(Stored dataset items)
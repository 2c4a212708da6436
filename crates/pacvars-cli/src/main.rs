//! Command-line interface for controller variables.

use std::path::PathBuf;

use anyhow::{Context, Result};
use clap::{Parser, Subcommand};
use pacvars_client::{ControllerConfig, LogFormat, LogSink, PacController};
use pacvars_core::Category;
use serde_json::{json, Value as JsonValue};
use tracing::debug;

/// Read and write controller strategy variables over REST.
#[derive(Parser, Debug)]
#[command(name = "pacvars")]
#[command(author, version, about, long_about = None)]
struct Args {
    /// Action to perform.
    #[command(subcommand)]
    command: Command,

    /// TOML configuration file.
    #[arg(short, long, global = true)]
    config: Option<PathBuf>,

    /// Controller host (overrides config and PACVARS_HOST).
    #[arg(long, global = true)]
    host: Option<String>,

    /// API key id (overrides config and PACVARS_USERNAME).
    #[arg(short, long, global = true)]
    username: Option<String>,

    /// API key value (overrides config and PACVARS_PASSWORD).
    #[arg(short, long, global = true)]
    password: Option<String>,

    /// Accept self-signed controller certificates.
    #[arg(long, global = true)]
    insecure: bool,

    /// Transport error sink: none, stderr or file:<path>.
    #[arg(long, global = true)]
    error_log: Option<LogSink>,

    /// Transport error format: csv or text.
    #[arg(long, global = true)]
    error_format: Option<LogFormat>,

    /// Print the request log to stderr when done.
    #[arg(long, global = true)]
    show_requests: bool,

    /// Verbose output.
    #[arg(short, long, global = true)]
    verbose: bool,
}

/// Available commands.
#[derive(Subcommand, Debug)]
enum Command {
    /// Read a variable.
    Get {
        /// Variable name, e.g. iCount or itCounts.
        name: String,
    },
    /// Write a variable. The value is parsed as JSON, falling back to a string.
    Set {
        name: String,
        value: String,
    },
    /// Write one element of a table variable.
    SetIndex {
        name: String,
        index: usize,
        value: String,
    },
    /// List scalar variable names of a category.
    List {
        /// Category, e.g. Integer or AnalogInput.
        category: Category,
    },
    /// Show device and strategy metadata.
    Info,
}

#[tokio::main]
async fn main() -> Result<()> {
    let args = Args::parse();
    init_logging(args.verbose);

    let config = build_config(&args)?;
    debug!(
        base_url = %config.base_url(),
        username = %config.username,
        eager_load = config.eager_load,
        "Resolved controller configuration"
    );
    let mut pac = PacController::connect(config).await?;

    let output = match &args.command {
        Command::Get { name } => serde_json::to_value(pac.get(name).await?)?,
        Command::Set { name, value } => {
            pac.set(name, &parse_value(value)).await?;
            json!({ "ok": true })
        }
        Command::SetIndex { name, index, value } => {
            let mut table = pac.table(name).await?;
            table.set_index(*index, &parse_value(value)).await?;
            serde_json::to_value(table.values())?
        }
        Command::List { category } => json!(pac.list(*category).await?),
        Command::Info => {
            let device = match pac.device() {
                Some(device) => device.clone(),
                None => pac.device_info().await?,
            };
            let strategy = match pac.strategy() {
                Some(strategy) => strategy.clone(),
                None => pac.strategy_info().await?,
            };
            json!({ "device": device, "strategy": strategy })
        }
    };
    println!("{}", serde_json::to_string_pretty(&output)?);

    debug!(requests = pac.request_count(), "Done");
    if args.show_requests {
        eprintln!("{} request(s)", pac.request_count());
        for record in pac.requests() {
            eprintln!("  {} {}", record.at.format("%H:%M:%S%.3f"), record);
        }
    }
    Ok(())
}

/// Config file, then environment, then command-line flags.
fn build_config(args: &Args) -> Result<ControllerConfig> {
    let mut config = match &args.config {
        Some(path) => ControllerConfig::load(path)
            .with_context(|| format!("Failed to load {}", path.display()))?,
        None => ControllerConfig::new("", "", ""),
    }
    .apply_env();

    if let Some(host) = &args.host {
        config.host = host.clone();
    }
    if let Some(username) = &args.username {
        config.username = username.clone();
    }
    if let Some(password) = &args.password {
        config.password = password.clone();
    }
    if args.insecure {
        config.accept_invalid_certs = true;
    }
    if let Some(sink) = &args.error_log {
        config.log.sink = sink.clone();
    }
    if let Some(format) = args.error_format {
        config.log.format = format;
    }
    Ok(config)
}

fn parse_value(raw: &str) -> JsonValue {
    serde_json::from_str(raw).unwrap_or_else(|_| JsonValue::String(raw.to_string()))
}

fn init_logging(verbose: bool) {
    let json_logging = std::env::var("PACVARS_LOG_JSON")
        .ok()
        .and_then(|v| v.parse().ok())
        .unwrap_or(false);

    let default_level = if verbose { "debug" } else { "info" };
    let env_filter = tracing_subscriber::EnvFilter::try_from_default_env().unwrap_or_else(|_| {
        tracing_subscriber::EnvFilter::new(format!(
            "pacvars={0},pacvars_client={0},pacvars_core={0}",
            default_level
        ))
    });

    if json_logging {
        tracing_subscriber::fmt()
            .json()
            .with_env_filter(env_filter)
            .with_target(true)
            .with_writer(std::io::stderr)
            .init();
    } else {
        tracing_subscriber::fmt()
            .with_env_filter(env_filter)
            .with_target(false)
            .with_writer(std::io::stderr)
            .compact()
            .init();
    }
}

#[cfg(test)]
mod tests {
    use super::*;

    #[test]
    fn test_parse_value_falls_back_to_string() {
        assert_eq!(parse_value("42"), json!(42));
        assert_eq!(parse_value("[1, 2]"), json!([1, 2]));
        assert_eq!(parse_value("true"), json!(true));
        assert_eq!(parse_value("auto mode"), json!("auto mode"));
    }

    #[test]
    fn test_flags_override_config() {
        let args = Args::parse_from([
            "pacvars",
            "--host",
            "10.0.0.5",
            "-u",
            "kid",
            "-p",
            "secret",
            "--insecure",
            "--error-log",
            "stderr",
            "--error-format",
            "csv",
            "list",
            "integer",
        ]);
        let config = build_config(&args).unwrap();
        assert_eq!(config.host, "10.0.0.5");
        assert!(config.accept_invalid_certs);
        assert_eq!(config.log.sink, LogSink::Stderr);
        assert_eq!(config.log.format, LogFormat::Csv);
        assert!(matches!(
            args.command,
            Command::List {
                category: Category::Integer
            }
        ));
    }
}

**Activity**
In the data above, find each line where the string "EnvFilter" appears, then copy it.

**Solution to the exercise**
    let env_filter = tracing_subscriber::EnvFilter::try_from_default_env().unwrap_or_else(|_| {
        tracing_subscriber::EnvFilter::new(format!(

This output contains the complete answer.